Yesterday would have been my mother’s birthday, the fourth that has passed since she died.
This year I acknowledged it, but didn’t cry, and that in itself made me incredibly sad.
Time passes so quickly…
My mother and I had a difficult relationship but I always knew that I was loved.
We were both complicated and conflicted and spent much of our lives finding some sort of happiness and comfort within the world.
I grew up overshadowed by this huge, bright beautiful and charismatic woman who tried to leave me space to develop into who I was meant to be, unlike the way she herself was brought up; but she still ended up dominating me.
I rebelled, and my rebellion took forms that needled and prodded her greatest fears.

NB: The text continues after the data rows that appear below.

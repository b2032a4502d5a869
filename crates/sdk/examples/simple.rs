//! Simple SDK Example
//!
//! Demonstrates the job lifecycle against a live workspace.
//!
//! # Usage
//!
//! 1. Export the workspace settings:
//!    ```bash
//!    export QUASAR_SUBSCRIPTION_ID=... QUASAR_RESOURCE_GROUP=... \
//!           QUASAR_WORKSPACE_NAME=... QUASAR_LOCATION=westus \
//!           QUASAR_ACCESS_TOKEN=...
//!    ```
//!
//! 2. Run this example:
//!    ```bash
//!    cargo run --example simple -- <container-uri> <input-data-uri>
//!    ```

use quasar_sdk::{
    cancellation_channel, connect, ClientConfig, JobDetails, JobFilter, PayloadLocation,
};
use std::time::Duration;

#[tokio::main]
async fn main() -> anyhow::Result<()> {
    println!("Quasar SDK - Simple Example");
    println!("===========================\n");

    let config = match ClientConfig::from_env() {
        Ok(config) => config.with_app_id("simple-example"),
        Err(e) if e.is_not_configured() => {
            println!("Inconclusive: {}", e);
            return Ok(());
        }
        Err(e) => return Err(e.into()),
    };

    let mut args = std::env::args().skip(1);
    let (container_uri, input_data_uri) = match (args.next(), args.next()) {
        (Some(c), Some(i)) => (c, i),
        _ => anyhow::bail!("usage: simple <container-uri> <input-data-uri>"),
    };

    // 1. Connect
    println!("1. Connecting to {}...", config.workspace);
    let client = connect(config)?;
    println!("   ✓ Diagnostic id: '{}'\n", client.diagnostic_id());

    // 2. Submit a job
    println!("2. Submitting a job...");
    let details = JobDetails::new(
        "microsoft.paralleltempering-parameterfree.cpu",
        "Microsoft",
        "microsoft.qio.v2",
        "microsoft.qio-results.v2",
    )
    .with_name("simple-example")
    .with_input_param("timeout", 100);
    let job_id = format!("simple-{}", std::process::id());
    let mut job = client
        .submit(
            PayloadLocation::new(container_uri, input_data_uri),
            job_id,
            details,
        )
        .await?;
    println!("   ✓ Job {} is {}\n", job.id(), job.status());

    // 3. Wait, Ctrl-C stops waiting but leaves the job running
    println!("3. Waiting for completion (Ctrl-C to stop waiting)...");
    let (source, token) = cancellation_channel();
    tokio::spawn(async move {
        if tokio::signal::ctrl_c().await.is_ok() {
            source.cancel();
        }
    });
    match job
        .wait_until_terminal(Some(Duration::from_secs(600)), &token)
        .await
    {
        Ok(status) => println!("   ✓ Finished: {}\n", status),
        Err(e) => println!("   ⚠ Stopped waiting: {}\n", e),
    }

    // 4. Cancel if still running
    if !job.is_terminal() {
        println!("4. Cancelling job...");
        match job.cancel().await {
            Ok(()) => println!("   ✓ Job cancelled"),
            Err(e) if e.is_conflict() => println!("   ⚠ Job was already finished"),
            Err(e) => return Err(e.into()),
        }
    }

    // 5. List a few recent jobs
    println!("\n5. Recent jobs:");
    for job in client.list_jobs(JobFilter::default()).take(5).await? {
        println!("     - {} {}", job.id(), job.status());
    }

    println!("\n✓ Example completed successfully!");
    Ok(())
}
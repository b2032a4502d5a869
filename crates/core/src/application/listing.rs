// Page sources bound to the workspace listing endpoints

use super::job_handle::CloudJob;
use super::paging::PageSource;
use super::session::WorkspaceSession;
use crate::domain::{JobFilter, Page, PageCursor, ProviderStatus, Quota};
use crate::error::Result;
use async_trait::async_trait;
use std::sync::Arc;

pub struct JobPages {
    session: Arc<WorkspaceSession>,
    filter: JobFilter,
}

impl JobPages {
    pub fn new(session: Arc<WorkspaceSession>, filter: JobFilter) -> Self {
        Self { session, filter }
    }
}

#[async_trait]
impl PageSource for JobPages {
    type Item = CloudJob;

    async fn fetch(&self, cursor: Option<&PageCursor>) -> Result<Page<CloudJob>> {
        let ctx = self.session.request_context().await?;
        let page = self
            .session
            .backend()
            .list_jobs(&ctx, &self.filter, cursor)
            .await?;
        Ok(page.map(|details| CloudJob::new(Arc::clone(&self.session), details)))
    }
}

pub struct QuotaPages {
    session: Arc<WorkspaceSession>,
}

impl QuotaPages {
    pub fn new(session: Arc<WorkspaceSession>) -> Self {
        Self { session }
    }
}

#[async_trait]
impl PageSource for QuotaPages {
    type Item = Quota;

    async fn fetch(&self, cursor: Option<&PageCursor>) -> Result<Page<Quota>> {
        let ctx = self.session.request_context().await?;
        self.session.backend().list_quotas(&ctx, cursor).await
    }
}

pub struct ProviderStatusPages {
    session: Arc<WorkspaceSession>,
}

impl ProviderStatusPages {
    pub fn new(session: Arc<WorkspaceSession>) -> Self {
        Self { session }
    }
}

#[async_trait]
impl PageSource for ProviderStatusPages {
    type Item = ProviderStatus;

    async fn fetch(&self, cursor: Option<&PageCursor>) -> Result<Page<ProviderStatus>> {
        let ctx = self.session.request_context().await?;
        self.session.backend().list_provider_status(&ctx, cursor).await
    }
}
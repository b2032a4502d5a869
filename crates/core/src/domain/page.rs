// Paged collections

use serde::{Deserialize, Serialize};
use std::fmt;

/// Opaque continuation token returned with a page
#[derive(Debug, Clone, PartialEq, Eq, Serialize, Deserialize)]
#[serde(transparent)]
pub struct PageCursor(String);

impl PageCursor {
    pub fn new(token: impl Into<String>) -> Self {
        Self(token.into())
    }

    pub fn as_str(&self) -> &str {
        &self.0
    }
}

impl fmt::Display for PageCursor {
    fn fmt(&self, f: &mut fmt::Formatter<'_>) -> fmt::Result {
        f.write_str(&self.0)
    }
}

/// One page of a remote listing. `next == None` ends the sequence.
#[derive(Debug, Clone, PartialEq)]
pub struct Page<T> {
    pub items: Vec<T>,
    pub next: Option<PageCursor>,
}

impl<T> Page<T> {
    pub fn new(items: Vec<T>, next: Option<PageCursor>) -> Self {
        Self { items, next }
    }

    pub fn map<U>(self, f: impl FnMut(T) -> U) -> Page<U> {
        Page {
            items: self.items.into_iter().map(f).collect(),
            next: self.next,
        }
    }

    pub fn is_last(&self) -> bool {
        self.next.is_none()
    }
}
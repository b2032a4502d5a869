// Application Layer - Job lifecycle use cases

pub mod cancellation;
pub mod client;
pub mod constants;
pub mod job_handle;
pub mod listing;
pub mod paging;
pub mod payload;
pub mod polling;
pub mod session;

// Re-exports
pub use cancellation::{cancellation_channel, CancellationSource, CancellationToken};
pub use client::{JobClient, JobClientBuilder};
pub use job_handle::CloudJob;
pub use paging::{PageSource, PagedLister};
pub use polling::PollPolicy;
pub use session::WorkspaceSession;
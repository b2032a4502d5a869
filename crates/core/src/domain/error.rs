// Domain Error Types

use thiserror::Error;

#[derive(Error, Debug, Clone, PartialEq, Eq)]
pub enum DomainError {
    #[error("Application id '{value}' is {len} characters long, at most {max} allowed")]
    AppIdTooLong {
        value: String,
        len: usize,
        max: usize,
    },

    #[error("Job id must not be empty")]
    EmptyJobId,
}

pub type Result<T> = std::result::Result<T, DomainError>;
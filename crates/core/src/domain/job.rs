// Job Domain Model

use chrono::{DateTime, Utc};
use serde::{Deserialize, Serialize};
use std::collections::BTreeMap;
use std::fmt;

/// Job identifier, assigned by the client at submission time
#[derive(Debug, Clone, Default, PartialEq, Eq, Hash, PartialOrd, Ord, Serialize, Deserialize)]
#[serde(transparent)]
pub struct JobId(String);

impl JobId {
    pub fn new(id: impl Into<String>) -> Self {
        Self(id.into())
    }

    pub fn as_str(&self) -> &str {
        &self.0
    }

    pub fn is_empty(&self) -> bool {
        self.0.is_empty()
    }
}

impl fmt::Display for JobId {
    fn fmt(&self, f: &mut fmt::Formatter<'_>) -> fmt::Result {
        f.write_str(&self.0)
    }
}

impl From<String> for JobId {
    fn from(s: String) -> Self {
        Self(s)
    }
}

impl From<&str> for JobId {
    fn from(s: &str) -> Self {
        Self(s.to_string())
    }
}

impl From<&JobId> for JobId {
    fn from(id: &JobId) -> Self {
        id.clone()
    }
}

/// Remote job status
///
/// The remote vocabulary is open-ended: anything unknown lands in `Other` and
/// is treated as non-terminal.
#[derive(Debug, Clone, PartialEq, Eq, Hash, Default, Serialize, Deserialize)]
#[serde(from = "String", into = "String")]
pub enum JobStatus {
    #[default]
    Waiting,
    Executing,
    Succeeded,
    Failed,
    Cancelled,
    Other(String),
}

impl JobStatus {
    /// Terminal statuses are sinks: no further transition occurs
    pub fn is_terminal(&self) -> bool {
        matches!(
            self,
            JobStatus::Succeeded | JobStatus::Failed | JobStatus::Cancelled
        )
    }

    pub fn as_str(&self) -> &str {
        match self {
            JobStatus::Waiting => "Waiting",
            JobStatus::Executing => "Executing",
            JobStatus::Succeeded => "Succeeded",
            JobStatus::Failed => "Failed",
            JobStatus::Cancelled => "Cancelled",
            JobStatus::Other(s) => s,
        }
    }
}

impl fmt::Display for JobStatus {
    fn fmt(&self, f: &mut fmt::Formatter<'_>) -> fmt::Result {
        f.write_str(self.as_str())
    }
}

impl From<String> for JobStatus {
    fn from(s: String) -> Self {
        match s.as_str() {
            "Waiting" => JobStatus::Waiting,
            "Executing" => JobStatus::Executing,
            "Succeeded" => JobStatus::Succeeded,
            "Failed" => JobStatus::Failed,
            "Cancelled" => JobStatus::Cancelled,
            _ => JobStatus::Other(s),
        }
    }
}

impl From<&str> for JobStatus {
    fn from(s: &str) -> Self {
        JobStatus::from(s.to_string())
    }
}

impl From<JobStatus> for String {
    fn from(status: JobStatus) -> Self {
        match status {
            JobStatus::Other(s) => s,
            known => known.as_str().to_string(),
        }
    }
}

/// Error reported by the remote side for a failed job
#[derive(Debug, Clone, PartialEq, Eq, Serialize, Deserialize)]
pub struct ErrorData {
    pub code: String,
    pub message: String,
}

/// Where an uploaded payload lives, as reported by the storage collaborator.
/// Never interpreted by the client.
#[derive(Debug, Clone, PartialEq, Eq, Serialize, Deserialize)]
pub struct PayloadLocation {
    pub container_uri: String,
    pub input_data_uri: String,
}

impl PayloadLocation {
    pub fn new(container_uri: impl Into<String>, input_data_uri: impl Into<String>) -> Self {
        Self {
            container_uri: container_uri.into(),
            input_data_uri: input_data_uri.into(),
        }
    }
}

/// Job details snapshot
///
/// Fields other than `status`, the timestamps, `output_data_uri` and
/// `error_data` are fixed once the remote side accepts the job.
#[derive(Debug, Clone, PartialEq, Serialize, Deserialize)]
#[serde(rename_all = "camelCase")]
pub struct JobDetails {
    pub id: JobId,
    #[serde(default)]
    pub name: String,
    pub target: String,
    pub provider_id: String,
    pub input_data_format: String,
    pub output_data_format: String,
    #[serde(default)]
    pub container_uri: String,
    #[serde(default)]
    pub input_data_uri: String,
    #[serde(default, skip_serializing_if = "Option::is_none")]
    pub output_data_uri: Option<String>,
    #[serde(default)]
    pub input_params: BTreeMap<String, serde_json::Value>,

    // Server-driven fields
    #[serde(default)]
    pub status: JobStatus,
    #[serde(default, skip_serializing_if = "Option::is_none")]
    pub creation_time: Option<DateTime<Utc>>,
    #[serde(default, skip_serializing_if = "Option::is_none")]
    pub begin_execution_time: Option<DateTime<Utc>>,
    #[serde(default, skip_serializing_if = "Option::is_none")]
    pub end_execution_time: Option<DateTime<Utc>>,
    #[serde(default, skip_serializing_if = "Option::is_none")]
    pub error_data: Option<ErrorData>,
}

impl JobDetails {
    /// Create details for a new job. `id` and payload location are filled in
    /// at submission.
    pub fn new(
        target: impl Into<String>,
        provider_id: impl Into<String>,
        input_data_format: impl Into<String>,
        output_data_format: impl Into<String>,
    ) -> Self {
        Self {
            id: JobId::default(),
            name: String::new(),
            target: target.into(),
            provider_id: provider_id.into(),
            input_data_format: input_data_format.into(),
            output_data_format: output_data_format.into(),
            container_uri: String::new(),
            input_data_uri: String::new(),
            output_data_uri: None,
            input_params: BTreeMap::new(),
            status: JobStatus::Waiting,
            creation_time: None,
            begin_execution_time: None,
            end_execution_time: None,
            error_data: None,
        }
    }

    pub fn with_name(mut self, name: impl Into<String>) -> Self {
        self.name = name.into();
        self
    }

    pub fn with_input_param(
        mut self,
        key: impl Into<String>,
        value: impl Into<serde_json::Value>,
    ) -> Self {
        self.input_params.insert(key.into(), value.into());
        self
    }

    /// Bind the details to an id and payload location (done by the client)
    pub fn assign(&mut self, id: JobId, location: PayloadLocation) {
        self.id = id;
        self.container_uri = location.container_uri;
        self.input_data_uri = location.input_data_uri;
    }
}

/// Filter for job listings. Unset fields match everything.
#[derive(Debug, Clone, Default, PartialEq)]
pub struct JobFilter {
    pub status: Option<JobStatus>,
    pub target: Option<String>,
    pub provider_id: Option<String>,
    pub name_contains: Option<String>,
    pub created_after: Option<DateTime<Utc>>,
}

impl JobFilter {
    pub fn with_status(mut self, status: JobStatus) -> Self {
        self.status = Some(status);
        self
    }

    pub fn with_target(mut self, target: impl Into<String>) -> Self {
        self.target = Some(target.into());
        self
    }

    pub fn with_provider(mut self, provider_id: impl Into<String>) -> Self {
        self.provider_id = Some(provider_id.into());
        self
    }

    pub fn with_name_containing(mut self, fragment: impl Into<String>) -> Self {
        self.name_contains = Some(fragment.into());
        self
    }

    pub fn created_after(mut self, at: DateTime<Utc>) -> Self {
        self.created_after = Some(at);
        self
    }

    pub fn matches(&self, job: &JobDetails) -> bool {
        if let Some(status) = &self.status {
            if &job.status != status {
                return false;
            }
        }
        if let Some(target) = &self.target {
            if &job.target != target {
                return false;
            }
        }
        if let Some(provider_id) = &self.provider_id {
            if !job.provider_id.eq_ignore_ascii_case(provider_id) {
                return false;
            }
        }
        if let Some(fragment) = &self.name_contains {
            if !job.name.contains(fragment.as_str()) {
                return false;
            }
        }
        if let Some(after) = &self.created_after {
            match job.creation_time {
                Some(created) if created > *after => {}
                _ => return false,
            }
        }
        true
    }
}
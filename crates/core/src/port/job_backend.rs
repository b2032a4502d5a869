// Job Backend Port (Interface)
// The remote workspace endpoint. Transport, retries and wire format belong to
// the implementation.

use crate::domain::{
    DiagnosticIdentifier, JobDetails, JobFilter, JobId, Page, PageCursor, ProviderStatus, Quota,
};
use crate::error::Result;
use crate::port::token_provider::AccessToken;
use async_trait::async_trait;

/// Per-request values every call to the backend must carry
#[derive(Debug, Clone)]
pub struct RequestContext {
    pub access_token: AccessToken,
    pub diagnostic_id: DiagnosticIdentifier,
}

/// Remote workspace endpoint
#[async_trait]
pub trait JobBackend: Send + Sync {
    /// Register a new job. Returns the accepted snapshot.
    async fn create_job(&self, ctx: &RequestContext, details: &JobDetails) -> Result<JobDetails>;

    /// Fetch the current snapshot of a job
    ///
    /// # Errors
    /// - `ClientError::NotFound` if the job is unknown
    async fn get_job(&self, ctx: &RequestContext, id: &JobId) -> Result<JobDetails>;

    /// Request cancellation of a job
    ///
    /// # Errors
    /// - `ClientError::Conflict` if the job already reached a terminal status
    async fn cancel_job(&self, ctx: &RequestContext, id: &JobId) -> Result<()>;

    /// Fetch one page of jobs
    async fn list_jobs(
        &self,
        ctx: &RequestContext,
        filter: &JobFilter,
        cursor: Option<&PageCursor>,
    ) -> Result<Page<JobDetails>>;

    /// Fetch one page of quotas
    async fn list_quotas(
        &self,
        ctx: &RequestContext,
        cursor: Option<&PageCursor>,
    ) -> Result<Page<Quota>>;

    /// Fetch one page of provider statuses
    async fn list_provider_status(
        &self,
        ctx: &RequestContext,
        cursor: Option<&PageCursor>,
    ) -> Result<Page<ProviderStatus>>;
}

// ============================================================================
// Mock Implementations for Testing
// ============================================================================

pub mod mocks {
    use super::*;
    use crate::domain::JobStatus;
    use crate::error::ClientError;
    use std::collections::{BTreeMap, VecDeque};
    use std::sync::Mutex;

    /// Number of calls per backend operation
    #[derive(Debug, Clone, Default, PartialEq, Eq)]
    pub struct CallCounts {
        pub create: usize,
        pub get: usize,
        pub cancel: usize,
        pub list_jobs: usize,
        pub list_quotas: usize,
        pub list_provider_status: usize,
    }

    struct MockJob {
        details: JobDetails,
        // Status applied on each successive get_job, front first
        scripted: VecDeque<JobStatus>,
    }

    #[derive(Default)]
    struct MockState {
        jobs: BTreeMap<JobId, MockJob>,
        order: Vec<JobId>,
        quotas: Vec<Quota>,
        providers: Vec<ProviderStatus>,
        calls: CallCounts,
        contexts: Vec<RequestContext>,
        fail_next: Option<(u16, String)>,
    }

    /// In-memory workspace with scripted status transitions
    pub struct InMemoryJobBackend {
        state: Mutex<MockState>,
        page_size: usize,
    }

    impl InMemoryJobBackend {
        pub fn new(page_size: usize) -> Self {
            Self {
                state: Mutex::new(MockState::default()),
                page_size: page_size.max(1),
            }
        }

        pub fn with_quotas(self, quotas: Vec<Quota>) -> Self {
            self.state.lock().unwrap().quotas = quotas;
            self
        }

        pub fn with_providers(self, providers: Vec<ProviderStatus>) -> Self {
            self.state.lock().unwrap().providers = providers;
            self
        }

        /// Seed a job as if it had been submitted earlier
        pub fn insert_job(&self, details: JobDetails) {
            let mut state = self.state.lock().unwrap();
            let id = details.id.clone();
            if !state.jobs.contains_key(&id) {
                state.order.push(id.clone());
            }
            state.jobs.insert(
                id,
                MockJob {
                    details,
                    scripted: VecDeque::new(),
                },
            );
        }

        /// Queue statuses returned by successive `get_job` calls. The last
        /// one sticks.
        pub fn script_statuses(&self, id: &JobId, statuses: Vec<JobStatus>) {
            let mut state = self.state.lock().unwrap();
            if let Some(job) = state.jobs.get_mut(id) {
                job.scripted = statuses.into();
            }
        }

        /// Change a job's status server-side without a client call
        pub fn set_status(&self, id: &JobId, status: JobStatus) {
            let mut state = self.state.lock().unwrap();
            if let Some(job) = state.jobs.get_mut(id) {
                job.scripted.clear();
                apply_status(&mut job.details, status);
            }
        }

        /// Make the next call fail with a server error
        pub fn fail_next(&self, status: u16, message: impl Into<String>) {
            self.state.lock().unwrap().fail_next = Some((status, message.into()));
        }

        pub fn calls(&self) -> CallCounts {
            self.state.lock().unwrap().calls.clone()
        }

        /// Request contexts of every call, in order
        pub fn contexts(&self) -> Vec<RequestContext> {
            self.state.lock().unwrap().contexts.clone()
        }

        pub fn status_of(&self, id: &JobId) -> Option<JobStatus> {
            let state = self.state.lock().unwrap();
            state.jobs.get(id).map(|job| job.details.status.clone())
        }

        fn enter(&self, ctx: &RequestContext) -> std::sync::MutexGuard<'_, MockState> {
            let mut state = self.state.lock().unwrap();
            state.contexts.push(ctx.clone());
            state
        }
    }

    fn take_failure(state: &mut MockState) -> Result<()> {
        match state.fail_next.take() {
            Some((status, message)) => Err(ClientError::Server { status, message }),
            None => Ok(()),
        }
    }

    fn apply_status(details: &mut JobDetails, status: JobStatus) {
        let now = chrono::Utc::now();
        if status == JobStatus::Executing && details.begin_execution_time.is_none() {
            details.begin_execution_time = Some(now);
        }
        if status.is_terminal() && details.end_execution_time.is_none() {
            details.end_execution_time = Some(now);
        }
        details.status = status;
    }

    fn paginate<T: Clone>(items: &[T], cursor: Option<&PageCursor>, page_size: usize) -> Result<Page<T>> {
        let offset = match cursor {
            Some(c) => c
                .as_str()
                .parse::<usize>()
                .map_err(|_| ClientError::InvalidArgument(format!("Invalid cursor: {}", c)))?,
            None => 0,
        };
        let end = (offset + page_size).min(items.len());
        let page_items = items.get(offset..end).unwrap_or_default().to_vec();
        let next = (end < items.len()).then(|| PageCursor::new(end.to_string()));
        Ok(Page::new(page_items, next))
    }

    #[async_trait]
    impl JobBackend for InMemoryJobBackend {
        async fn create_job(&self, ctx: &RequestContext, details: &JobDetails) -> Result<JobDetails> {
            let mut state = self.enter(ctx);
            state.calls.create += 1;
            take_failure(&mut state)?;

            if details.id.is_empty() {
                return Err(ClientError::InvalidArgument("Job id must not be empty".into()));
            }
            if let Some(existing) = state.jobs.get(&details.id) {
                if !existing.details.status.is_terminal() {
                    return Err(ClientError::InvalidArgument(format!(
                        "Job id {} is already in use",
                        details.id
                    )));
                }
                return Err(ClientError::Conflict(format!(
                    "Job {} already exists",
                    details.id
                )));
            }

            let mut accepted = details.clone();
            accepted.status = JobStatus::Waiting;
            accepted.creation_time = Some(chrono::Utc::now());
            accepted.begin_execution_time = None;
            accepted.end_execution_time = None;
            accepted.error_data = None;

            state.order.push(accepted.id.clone());
            state.jobs.insert(
                accepted.id.clone(),
                MockJob {
                    details: accepted.clone(),
                    scripted: VecDeque::new(),
                },
            );
            Ok(accepted)
        }

        async fn get_job(&self, ctx: &RequestContext, id: &JobId) -> Result<JobDetails> {
            let mut state = self.enter(ctx);
            state.calls.get += 1;
            take_failure(&mut state)?;

            let job = state
                .jobs
                .get_mut(id)
                .ok_or_else(|| ClientError::NotFound(format!("Job {} not found", id)))?;
            if let Some(next) = job.scripted.pop_front() {
                apply_status(&mut job.details, next);
            }
            Ok(job.details.clone())
        }

        async fn cancel_job(&self, ctx: &RequestContext, id: &JobId) -> Result<()> {
            let mut state = self.enter(ctx);
            state.calls.cancel += 1;
            take_failure(&mut state)?;

            let job = state
                .jobs
                .get_mut(id)
                .ok_or_else(|| ClientError::NotFound(format!("Job {} not found", id)))?;
            if job.details.status.is_terminal() {
                return Err(ClientError::Conflict(format!(
                    "Job {} already finished with status {}",
                    id, job.details.status
                )));
            }
            job.scripted.clear();
            apply_status(&mut job.details, JobStatus::Cancelled);
            Ok(())
        }

        async fn list_jobs(
            &self,
            ctx: &RequestContext,
            filter: &JobFilter,
            cursor: Option<&PageCursor>,
        ) -> Result<Page<JobDetails>> {
            let mut state = self.enter(ctx);
            state.calls.list_jobs += 1;
            take_failure(&mut state)?;

            let matching: Vec<JobDetails> = state
                .order
                .iter()
                .filter_map(|id| state.jobs.get(id))
                .map(|job| job.details.clone())
                .filter(|details| filter.matches(details))
                .collect();
            paginate(&matching, cursor, self.page_size)
        }

        async fn list_quotas(
            &self,
            ctx: &RequestContext,
            cursor: Option<&PageCursor>,
        ) -> Result<Page<Quota>> {
            let mut state = self.enter(ctx);
            state.calls.list_quotas += 1;
            take_failure(&mut state)?;
            paginate(&state.quotas, cursor, self.page_size)
        }

        async fn list_provider_status(
            &self,
            ctx: &RequestContext,
            cursor: Option<&PageCursor>,
        ) -> Result<Page<ProviderStatus>> {
            let mut state = self.enter(ctx);
            state.calls.list_provider_status += 1;
            take_failure(&mut state)?;
            paginate(&state.providers, cursor, self.page_size)
        }
    }
}

#[cfg(test)]
mod tests {
    use super::mocks::InMemoryJobBackend;
    use super::*;
    use crate::domain::JobStatus;
    use crate::error::ClientError;

    fn ctx() -> RequestContext {
        RequestContext {
            access_token: AccessToken::new("t"),
            diagnostic_id: DiagnosticIdentifier::compose(Some("test"), None),
        }
    }

    fn job(id: &str) -> JobDetails {
        let mut details = JobDetails::new("target", "provider", "in", "out");
        details.id = JobId::new(id);
        details
    }

    #[tokio::test]
    async fn test_scripted_statuses_advance_per_get() {
        let backend = InMemoryJobBackend::new(10);
        backend.create_job(&ctx(), &job("a")).await.unwrap();
        backend.script_statuses(&JobId::new("a"), vec![JobStatus::Executing, JobStatus::Succeeded]);

        let id = JobId::new("a");
        assert_eq!(backend.get_job(&ctx(), &id).await.unwrap().status, JobStatus::Executing);
        assert_eq!(backend.get_job(&ctx(), &id).await.unwrap().status, JobStatus::Succeeded);
        assert_eq!(backend.get_job(&ctx(), &id).await.unwrap().status, JobStatus::Succeeded);
        assert_eq!(backend.calls().get, 3);
    }

    #[tokio::test]
    async fn test_cancel_terminal_job_conflicts() {
        let backend = InMemoryJobBackend::new(10);
        backend.create_job(&ctx(), &job("a")).await.unwrap();
        backend.set_status(&JobId::new("a"), JobStatus::Failed);

        let err = backend.cancel_job(&ctx(), &JobId::new("a")).await.unwrap_err();
        assert!(matches!(err, ClientError::Conflict(_)));
    }

    #[tokio::test]
    async fn test_duplicate_active_id_is_rejected() {
        let backend = InMemoryJobBackend::new(10);
        backend.create_job(&ctx(), &job("a")).await.unwrap();
        let err = backend.create_job(&ctx(), &job("a")).await.unwrap_err();
        assert!(matches!(err, ClientError::InvalidArgument(_)));
    }

    #[tokio::test]
    async fn test_pagination_cursor_offsets() {
        let backend = InMemoryJobBackend::new(2);
        for id in ["a", "b", "c"] {
            backend.create_job(&ctx(), &job(id)).await.unwrap();
        }
        let filter = JobFilter::default();

        let first = backend.list_jobs(&ctx(), &filter, None).await.unwrap();
        assert_eq!(first.items.len(), 2);
        let cursor = first.next.expect("second page");

        let second = backend.list_jobs(&ctx(), &filter, Some(&cursor)).await.unwrap();
        assert_eq!(second.items.len(), 1);
        assert_eq!(second.items[0].id.as_str(), "c");
        assert!(second.is_last());
    }

    #[tokio::test]
    async fn test_injected_failure_is_one_shot() {
        let backend = InMemoryJobBackend::new(2);
        backend.fail_next(503, "unavailable");
        let err = backend.list_quotas(&ctx(), None).await.unwrap_err();
        assert!(matches!(err, ClientError::Server { status: 503, .. }));
        assert!(backend.list_quotas(&ctx(), None).await.is_ok());
    }
}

When I was 13, our family doctor advised me that the best thing that I could do for my own mental health, was get away from her. This advice was reiterated by many parties over the years.
I never consciously took the advice,but I adopted a lifestyle that created the distance necessary for both of our survival.
In my 30’s we reconciled, and both of us worked hard to build a good and a non destructive relationship.
In some ways it was easy. I loved her, and I also liked her. She was intelligent and funny, and had similar quirks and interests to myself, with a unique way of perceiving and interpreting reality.
Other aspects of our relationship were more difficult; breaking patterns, standing up for myself, asserting my individual nature and path.
I was 37 when I first stood up for myself and said NO. There was a long silence, and then she congratulated me, which was disconcerting but marked a surge forward for both of us.
I was with my mother during the final stage of her illness. I stayed in her hospital room for the last week of her life, helping the other members of my family support and love her into death, without fear.
Since she died I have fallen into pieces, but also become myself.
I finally feel as if I am the person I was meant to be.
My mother and I both fought so hard for the relationship we gained with each other and I am honoured to look into a mirror and see aspects of her flicker back at me. However part of the process of losing, gaining and losing her again, means when I look in a mirror, I also fully see and accept myself.